About living one year in the sharing economy…

Day 91: Dusting someone else's upper middle class home

Wow, this was such an interesting experience. First something about the job. I got the job through Taskrunner, but was actually hired by another firm Djenee who does all kinds of services for people. I was told I would meet the guy, a civil engineer student, who I was going to work with in the suburban middle class neighbourhood Hammarby sjöstad, in Stockholm. At eleven we rang the door, met the home owner and was instructed about the job that was basically sorting, cleaning and throwing things.

Since I've almost never had a job where I'm not sitting at a desk, it was an unusual experience cleaning someone's apartment. I almost felt as if I was back in high school and the few weeks where you're out on some workplace to see what a job is about. I don't know the English word, in Swedish we call it Prao.

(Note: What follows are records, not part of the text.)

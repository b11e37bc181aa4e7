//! Logging initialization.
//!
//! The crate emits `tracing` events: `debug` for subprocess lifecycle,
//! `trace` per output chunk, `warn` for stream faults. Applications that
//! already install a subscriber do not need this module.

use tracing_subscriber::{layer::SubscriberExt, util::SubscriberInitExt, EnvFilter};

/// Filter used when `RUST_LOG` is not set.
pub const DEFAULT_FILTER: &str = "spawnline=info";

fn filter() -> EnvFilter {
    EnvFilter::try_from_default_env().unwrap_or_else(|_| EnvFilter::new(DEFAULT_FILTER))
}

/// Initialize the logging system.
///
/// Uses the `RUST_LOG` environment variable for filtering, falling back
/// to [`DEFAULT_FILTER`].
///
/// # Panics
///
/// Panics if a global tracing subscriber has already been set.
pub fn init() {
    tracing_subscriber::registry()
        .with(filter())
        .with(tracing_subscriber::fmt::layer().compact())
        .init();
}

/// Try to initialize the logging system.
///
/// Returns `Err` if a global subscriber has already been set.
pub fn try_init() -> Result<(), tracing_subscriber::util::TryInitError> {
    tracing_subscriber::registry()
        .with(filter())
        .with(tracing_subscriber::fmt::layer().compact())
        .try_init()
}
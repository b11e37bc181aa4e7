//! Subprocess execution engine.
//!
//! This module provides:
//! - Launching with platform normalization
//! - Buffered or line-by-line output consumption
//! - Pipelines with coordinated failure propagation
//!
//! # Example
//!
//! ```no_run
//! use spawnline::invoke;
//!
//! # async fn run() -> Result<(), Box<dyn std::error::Error>> {
//! let output = invoke("printf", ["test"])?
//!     .pipe("tr", ["a-z", "A-Z"])
//!     .await?;
//! assert_eq!(output.stdout.as_deref(), Some("TEST"));
//! # Ok(())
//! # }
//! ```

mod command;
mod escape;
mod launcher;
mod mode;
mod pipeline;
mod result;
mod stage;
mod subprocess;

pub use command::{format_command, Context};
pub use escape::{escape_arguments, is_forced_shell, shell_invocation, Platform};
pub use launcher::{Interpreter, ProcessHandle};
pub use mode::ConsumptionMode;
pub use result::{Output, SubprocessError};
pub use subprocess::Subprocess;

pub(crate) use stage::Stage;
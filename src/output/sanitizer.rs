//! Control sequence stripping for command tokens.

use vte::{Params, Parser, Perform};

/// Remove terminal control sequences (colors, cursor movement, titles)
/// from a command token.
///
/// Printable text is kept as-is, including tabs and line terminators, so
/// the quoting rules of the command formatter still see them.
pub fn strip_control_sequences(token: &str) -> String {
    if !token.contains(['\x1b', '\u{9b}']) {
        return token.to_owned();
    }

    let mut text = TokenText::default();
    let mut parser = Parser::new();
    parser.advance(&mut text, token.as_bytes());
    text.into_string()
}

/// VTE performer that keeps the printable part of a token.
#[derive(Default)]
struct TokenText {
    bytes: Vec<u8>,
}

impl TokenText {
    fn into_string(self) -> String {
        String::from_utf8_lossy(&self.bytes).into_owned()
    }
}

impl Perform for TokenText {
    fn print(&mut self, c: char) {
        let mut buf = [0u8; 4];
        self.bytes
            .extend_from_slice(c.encode_utf8(&mut buf).as_bytes());
    }

    fn execute(&mut self, byte: u8) {
        // C0 controls are not sequences: keep them for the quoting step.
        if byte != 0x1b {
            self.bytes.push(byte);
        }
    }

    fn hook(&mut self, _params: &Params, _intermediates: &[u8], _ignore: bool, _action: char) {}

    fn put(&mut self, _byte: u8) {}

    fn unhook(&mut self) {}

    fn osc_dispatch(&mut self, _params: &[&[u8]], _bell_terminated: bool) {}

    fn csi_dispatch(
        &mut self,
        _params: &Params,
        _intermediates: &[u8],
        _ignore: bool,
        _action: char,
    ) {
    }

    fn esc_dispatch(&mut self, _intermediates: &[u8], _ignore: bool, _byte: u8) {}
}

#[cfg(test)]
mod tests {
    use super::*;

    #[test]
    fn test_plain_token_untouched() {
        assert_eq!(strip_control_sequences("--verbose"), "--verbose");
    }

    #[test]
    fn test_strip_color_codes() {
        assert_eq!(strip_control_sequences("\x1b[31mred\x1b[0m"), "red");
    }

    #[test]
    fn test_keeps_line_terminators() {
        assert_eq!(strip_control_sequences("\x1b[1ma\nb\x1b[0m"), "a\nb");
        assert_eq!(strip_control_sequences("a\r\nb"), "a\r\nb");
    }

    #[test]
    fn test_strip_osc_title() {
        assert_eq!(
            strip_control_sequences("\x1b]0;Window Title\x07arg"),
            "arg"
        );
    }

    #[test]
    fn test_keeps_multibyte_text() {
        assert_eq!(
            strip_control_sequences("\x1b[32m.\u{1F984}.\x1b[0m"),
            ".\u{1F984}."
        );
    }

    #[test]
    fn test_only_escape_codes() {
        assert_eq!(strip_control_sequences("\x1b[31m\x1b[0m\x1b[2J"), "");
    }
}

But I liked the job. In fact I really like doing these things at home: arranging books, cleaning and sorting things in drawers, throwing away things. The guy who lived there with his family and dog was very executive, deciding which books or things to throw away etc and working with us all the time.

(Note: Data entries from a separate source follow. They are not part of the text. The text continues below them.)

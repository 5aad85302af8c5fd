//! Pipeline-facing accumulators
//!
//! The raster pipeline drives one accumulator per partition: it calls
//! [`Accumulator::initialise`] once, [`Accumulator::update`] once per pixel
//! and finally hands the accumulated output to the orchestrator, which
//! folds the outputs of all partitions together.

use crate::config::AccumulatorConfig;
use num_traits::ToPrimitive;
use tilestat_core::{Error, Foldable, Result, SampleFilter};
use tilestat_histogram::{VectorCategoryMap, VectorHistogram, VectorStats};
use tilestat_ledger::Ledger;

/// What an accumulator needs to know about the raster it will see
#[derive(Debug, Clone, PartialEq)]
pub struct AccumulatorContext {
    /// Number of bands (components) per pixel
    pub bands: usize,
    pub config: AccumulatorConfig,
}

impl AccumulatorContext {
    pub fn new(bands: usize) -> Self {
        Self::with_config(bands, AccumulatorConfig::default())
    }

    pub fn with_config(bands: usize, config: AccumulatorConfig) -> Self {
        Self { bands, config }
    }

    fn filter(&self) -> SampleFilter {
        SampleFilter::new(self.config.nodata)
    }
}

/// A per-partition aggregate fed one pixel at a time
pub trait Accumulator: Sized {
    /// The foldable aggregate this accumulator produces
    type Output: Foldable;

    /// Create an empty accumulator sized from the context
    fn initialise(context: &AccumulatorContext) -> Result<Self>;

    /// Add one pixel; `pixel` holds one sample per band
    fn update<T: ToPrimitive + Copy>(&mut self, pixel: &[T]) -> Result<()>;

    /// The aggregate accumulated so far
    fn accumulated_output(&self) -> &Self::Output;

    /// Consume the accumulator, keeping only its aggregate
    fn into_output(self) -> Self::Output;
}

/// Run an accumulator over every pixel of a partition
pub fn accumulate<'a, A, T, I>(context: &AccumulatorContext, pixels: I) -> Result<A::Output>
where
    A: Accumulator,
    T: ToPrimitive + Copy + 'a,
    I: IntoIterator<Item = &'a [T]>,
{
    let mut acc = A::initialise(context)?;
    for pixel in pixels {
        acc.update(pixel)?;
    }
    Ok(acc.into_output())
}

/// Convert a pixel into `buffer`, blanking nodata
fn convert<T: ToPrimitive + Copy>(
    filter: &SampleFilter,
    pixel: &[T],
    bands: usize,
    buffer: &mut Vec<f64>,
) -> Result<()> {
    if pixel.len() != bands {
        return Err(Error::size_mismatch(bands, pixel.len(), "pixel"));
    }
    buffer.clear();
    buffer.extend(pixel.iter().map(|&v| filter.apply(v)));
    Ok(())
}

/// Running statistics per band
#[derive(Debug, Clone)]
pub struct StatisticsAccumulator {
    filter: SampleFilter,
    buffer: Vec<f64>,
    stats: VectorStats,
}

impl Accumulator for StatisticsAccumulator {
    type Output = VectorStats;

    fn initialise(context: &AccumulatorContext) -> Result<Self> {
        log::debug!("statistics accumulator over {} bands", context.bands);
        Ok(Self {
            filter: context.filter(),
            buffer: Vec::with_capacity(context.bands),
            stats: VectorStats::new(context.bands),
        })
    }

    fn update<T: ToPrimitive + Copy>(&mut self, pixel: &[T]) -> Result<()> {
        convert(&self.filter, pixel, self.stats.len(), &mut self.buffer)?;
        self.stats.update(&self.buffer)
    }

    fn accumulated_output(&self) -> &VectorStats {
        &self.stats
    }

    fn into_output(self) -> VectorStats {
        self.stats
    }
}

/// One histogram per band
#[derive(Debug, Clone)]
pub struct HistogramAccumulator {
    filter: SampleFilter,
    buffer: Vec<f64>,
    histograms: VectorHistogram,
}

impl Accumulator for HistogramAccumulator {
    type Output = VectorHistogram;

    fn initialise(context: &AccumulatorContext) -> Result<Self> {
        let strategy = context.config.strategy()?;
        log::debug!(
            "histogram accumulator over {} bands with {}",
            context.bands,
            strategy
        );
        Ok(Self {
            filter: context.filter(),
            buffer: Vec::with_capacity(context.bands),
            histograms: VectorHistogram::new(context.bands, strategy),
        })
    }

    fn update<T: ToPrimitive + Copy>(&mut self, pixel: &[T]) -> Result<()> {
        convert(&self.filter, pixel, self.histograms.len(), &mut self.buffer)?;
        self.histograms.update(&self.buffer)
    }

    fn accumulated_output(&self) -> &VectorHistogram {
        &self.histograms
    }

    fn into_output(self) -> VectorHistogram {
        self.histograms
    }
}

/// Per-band histograms grouped by the category held in one band
///
/// The category band is taken out of each pixel; the remaining bands are
/// histogrammed under that category.
#[derive(Debug, Clone)]
pub struct CategoriesAccumulator {
    filter: SampleFilter,
    buffer: Vec<f64>,
    category_band: usize,
    bands: usize,
    categories: VectorCategoryMap,
}

impl CategoriesAccumulator {
    /// Add one pixel whose category comes from a separate source
    pub fn update_with_category<C, T>(&mut self, category: C, values: &[T]) -> Result<()>
    where
        C: ToPrimitive,
        T: ToPrimitive + Copy,
    {
        let category = self.filter.apply(category);
        self.buffer.clear();
        self.buffer.extend(values.iter().map(|&v| self.filter.apply(v)));
        self.categories.update(category, &self.buffer)
    }
}

impl Accumulator for CategoriesAccumulator {
    type Output = VectorCategoryMap;

    fn initialise(context: &AccumulatorContext) -> Result<Self> {
        let category_band = context.config.category_band;
        if context.bands < 2 || category_band >= context.bands {
            return Err(Error::InvalidParameter(format!(
                "category band {category_band} needs a raster with it and at least one other band, got {} bands",
                context.bands
            )));
        }
        let strategy = context.config.strategy()?;
        log::debug!(
            "categories accumulator over {} bands, categories in band {category_band}, with {strategy}",
            context.bands
        );
        Ok(Self {
            filter: context.filter(),
            buffer: Vec::with_capacity(context.bands),
            category_band,
            bands: context.bands,
            categories: VectorCategoryMap::new(context.bands - 1, strategy),
        })
    }

    fn update<T: ToPrimitive + Copy>(&mut self, pixel: &[T]) -> Result<()> {
        if pixel.len() != self.bands {
            return Err(Error::size_mismatch(self.bands, pixel.len(), "pixel"));
        }
        let category = self.filter.apply(pixel[self.category_band]);
        self.buffer.clear();
        for (band, &v) in pixel.iter().enumerate() {
            if band != self.category_band {
                self.buffer.push(self.filter.apply(v));
            }
        }
        self.categories.update(category, &self.buffer)
    }

    fn accumulated_output(&self) -> &VectorCategoryMap {
        &self.categories
    }

    fn into_output(self) -> VectorCategoryMap {
        self.categories
    }
}

/// Co-occurrence counts of bucketed band values
#[derive(Debug, Clone)]
pub struct LedgerAccumulator {
    filter: SampleFilter,
    buffer: Vec<f64>,
    ledger: Ledger,
}

impl Accumulator for LedgerAccumulator {
    type Output = Ledger;

    fn initialise(context: &AccumulatorContext) -> Result<Self> {
        let strategies = context.config.ledger_strategies(context.bands)?;
        log::debug!(
            "ledger accumulator over {} bands with {}",
            context.bands,
            context.config.ledger_buckets
        );
        Ok(Self {
            filter: context.filter(),
            buffer: Vec::with_capacity(context.bands),
            ledger: Ledger::new(strategies),
        })
    }

    fn update<T: ToPrimitive + Copy>(&mut self, pixel: &[T]) -> Result<()> {
        convert(&self.filter, pixel, self.ledger.arity(), &mut self.buffer)?;
        self.ledger.add(&self.buffer)
    }

    fn accumulated_output(&self) -> &Ledger {
        &self.ledger
    }

    fn into_output(self) -> Ledger {
        self.ledger
    }
}

#[cfg(test)]
mod tests {
    use super::*;
    use approx::assert_relative_eq;

    fn context(bands: usize, config: AccumulatorConfig) -> AccumulatorContext {
        AccumulatorContext::with_config(bands, config)
    }

    #[test]
    fn test_statistics_with_nodata() {
        let config = AccumulatorConfig {
            nodata: Some(0.0),
            ..Default::default()
        };
        let pixels: Vec<[u8; 2]> = vec![[10, 0], [20, 4], [0, 6]];
        let stats = accumulate::<StatisticsAccumulator, u8, _>(
            &context(2, config),
            pixels.iter().map(|p| &p[..]),
        )
        .unwrap();

        assert_eq!(stats.get(0).unwrap().count(), 2);
        assert_relative_eq!(stats.get(0).unwrap().mean(), 15.0);
        assert_eq!(stats.get(1).unwrap().count(), 2);
        assert_eq!(stats.get(1).unwrap().min(), 4.0);
    }

    #[test]
    fn test_pixel_size_mismatch() {
        let mut acc = StatisticsAccumulator::initialise(&AccumulatorContext::new(3)).unwrap();
        assert!(matches!(acc.update(&[1.0f32, 2.0]), Err(Error::InvalidInput(_))));
    }

    #[test]
    fn test_histogram_accumulator() {
        let config = AccumulatorConfig {
            buckets: "regular?width=10".to_string(),
            ..Default::default()
        };
        let mut acc = HistogramAccumulator::initialise(&context(1, config)).unwrap();
        for v in [1i16, 5, 12, -3] {
            acc.update(&[v]).unwrap();
        }
        let hist = acc.accumulated_output().get(0).unwrap();
        assert_eq!(hist.len(), 3);
        assert_eq!(hist.total_count(), 4);
    }

    #[test]
    fn test_histogram_accumulator_rejects_bad_descriptor() {
        let config = AccumulatorConfig {
            buckets: "log?base=1".to_string(),
            ..Default::default()
        };
        assert!(HistogramAccumulator::initialise(&context(1, config)).is_err());
    }

    #[test]
    fn test_categories_accumulator() {
        let config = AccumulatorConfig {
            buckets: "categorical".to_string(),
            category_band: 1,
            ..Default::default()
        };
        let mut acc = CategoriesAccumulator::initialise(&context(3, config)).unwrap();
        acc.update(&[5u16, 1, 50]).unwrap();
        acc.update(&[6u16, 1, 60]).unwrap();
        acc.update(&[5u16, 2, 50]).unwrap();
        acc.update_with_category(2u8, &[7u16, 70]).unwrap();

        let cats = acc.into_output();
        assert_eq!(cats.len(), 2);
        let band0 = cats.get(0).unwrap();
        assert_eq!(band0.keys().collect::<Vec<_>>(), vec![1, 2]);
        assert_eq!(band0.get(1).unwrap().total_count(), 2);
        assert_eq!(band0.get(2).unwrap().total_count(), 2);
    }

    #[test]
    fn test_categories_accumulator_needs_two_bands() {
        assert!(CategoriesAccumulator::initialise(&AccumulatorContext::new(1)).is_err());
        let config = AccumulatorConfig {
            category_band: 4,
            ..Default::default()
        };
        assert!(CategoriesAccumulator::initialise(&context(2, config)).is_err());
    }

    #[test]
    fn test_ledger_accumulator() {
        let config = AccumulatorConfig {
            ledger_buckets: "categorical:regular?width=100".to_string(),
            nodata: Some(255.0),
            ..Default::default()
        };
        let mut acc = LedgerAccumulator::initialise(&context(2, config)).unwrap();
        acc.update(&[1u8, 20]).unwrap();
        acc.update(&[1u8, 99]).unwrap();
        acc.update(&[1u8, 255]).unwrap();
        acc.update(&[255u8, 255]).unwrap();

        let ledger = acc.into_output();
        assert_eq!(ledger.total_count(), 3);
        assert_eq!(ledger.get(&[1.0, 0.0]), 2);
        assert_eq!(ledger.get(&[1.0, f64::NAN]), 1);
    }
}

Five hours went by pretty fast. He offered to get some take away food for us, but we said we had already eaten. It seemed stupid to eat lunch during the time he was paying us to work. I enjoyed small things like being offered a cup of coffee to start with, being told I should keep my sneakers on indoors and listening to good music on the Sonos loudspeakers that I'd like to buy myself.

In a way it was kind of weird, walking around in this apartment, in someone else's life, with someone else's wedding photos and kid's toys. Dusting the Iittala candle holders, the Knausgård books, the Apple gadgets, the souvenirs from trips to far away counties - if you're Swedish upper middle class you know what I'm talking about - that could have been my own. In ten or twenty years time this will be the life of the civil engineer student too. But me, shouldn't I already be there? Why am I standing there sorting someone else's baby food cans instead of my own, or instead of paying someone to do it?

Never mind. The middle class man seemed happy with our job and asked us to do the same thing in his country house a few weeks from now. At least that's something.